Ceremonies With A Jewish And Interfaith Rabbi

By Dennis West


When it comes to getting married, there a number of important steps the bride and groom must take. It is often advised that the first step be to locate an officiant. Whether looking to acquire a local minister, pastor, priest or jewish and interfaith rabbi, these individuals often book up well in advance of events. As such, most couples are advised to request and reserve the services of an officiant or officiates as soon as having a date for the wedding.

While a rarity in the past, a number of Jewish rabbis are now performing interfaith weddings. Most common in the California Bay Area, rabbis are officiating interfaith marriages where others only co-officiate along side priests, ministers and pastors. In fact a recent survey which included 881 rabbis in America on such practices showed that the interfaith weddings are become more common.

More liberal rabbis whom offer these services still come from a place where no aspect of Judaism recognizes co-officiating as being of any tradition in the faith. Although, movements such as the reconstruction and reformation provide anonymity to rabbis whom do provide these services. Whereas, more conservative rabbis are not allowed to officiate or co-officiate any event which includes aspects outside of the Orthodox Jewish faith.

A large number of respondents from each of these two groups suggested they would officiate at mixed-faith weddings on an ongoing basis. Whereas twenty five percent answered yes as to the question of whether or not the officiant would provide these services. While twenty percent said they would only co-officiate along side an officiant from another faith as long as the readings contained no relation to theological references with regards to faiths other than Judaism.

One Northern California Rabbi whom is director of the InterfaithFamily non-profit group based in the Bay Area suggested the findings were anything but surprising. For, these services while now more common were still extremely non-traditional. At the same time, finding an interfaith rabbi to officiate or co-officiate a mixed-faith wedding can still be difficult, especially in the more conservative areas of the United States.

Some rabbis have noted that when officiating these non-traditional weddings, it can often be easier to connect with the couple for counseling when and where necessary. For, there are a number of uncharted areas when it comes to mixed-faith households. In most cases, these areas relate to how to honor each faith, raise children and how to become involved in events being held at a church, synagogue or temple.
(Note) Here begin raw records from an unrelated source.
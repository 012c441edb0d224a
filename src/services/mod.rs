//! The financial core. Handlers are thin wrappers around these.

pub mod board;
pub mod contracts;
pub mod inventory;
pub mod invoices;
pub mod lifecycle;
pub mod payments;
pub mod payouts;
In a day and age when individuals can become ordained ministers online, one Jewish officiant suggest that it is a good sign when a couple requests the services of a rabbi. For, it shows that faith is an important aspect of the relationship. While a member of the more conservative movement that does not allow rabbis to co-officiate, the officiant also said it would be something to consider if there changes to this rule in the future.

It should be noted that rabbis whom officiate or co-officiate at these events reside mostly in liberal areas. While this is the case, these individuals still hold on tight to Jewish rituals and beliefs. As such, while a bride or groom may be of the Christian faith, most rabbis will not allow the use of terms such as Lord, Savior or Jesus Christ during the ceremony.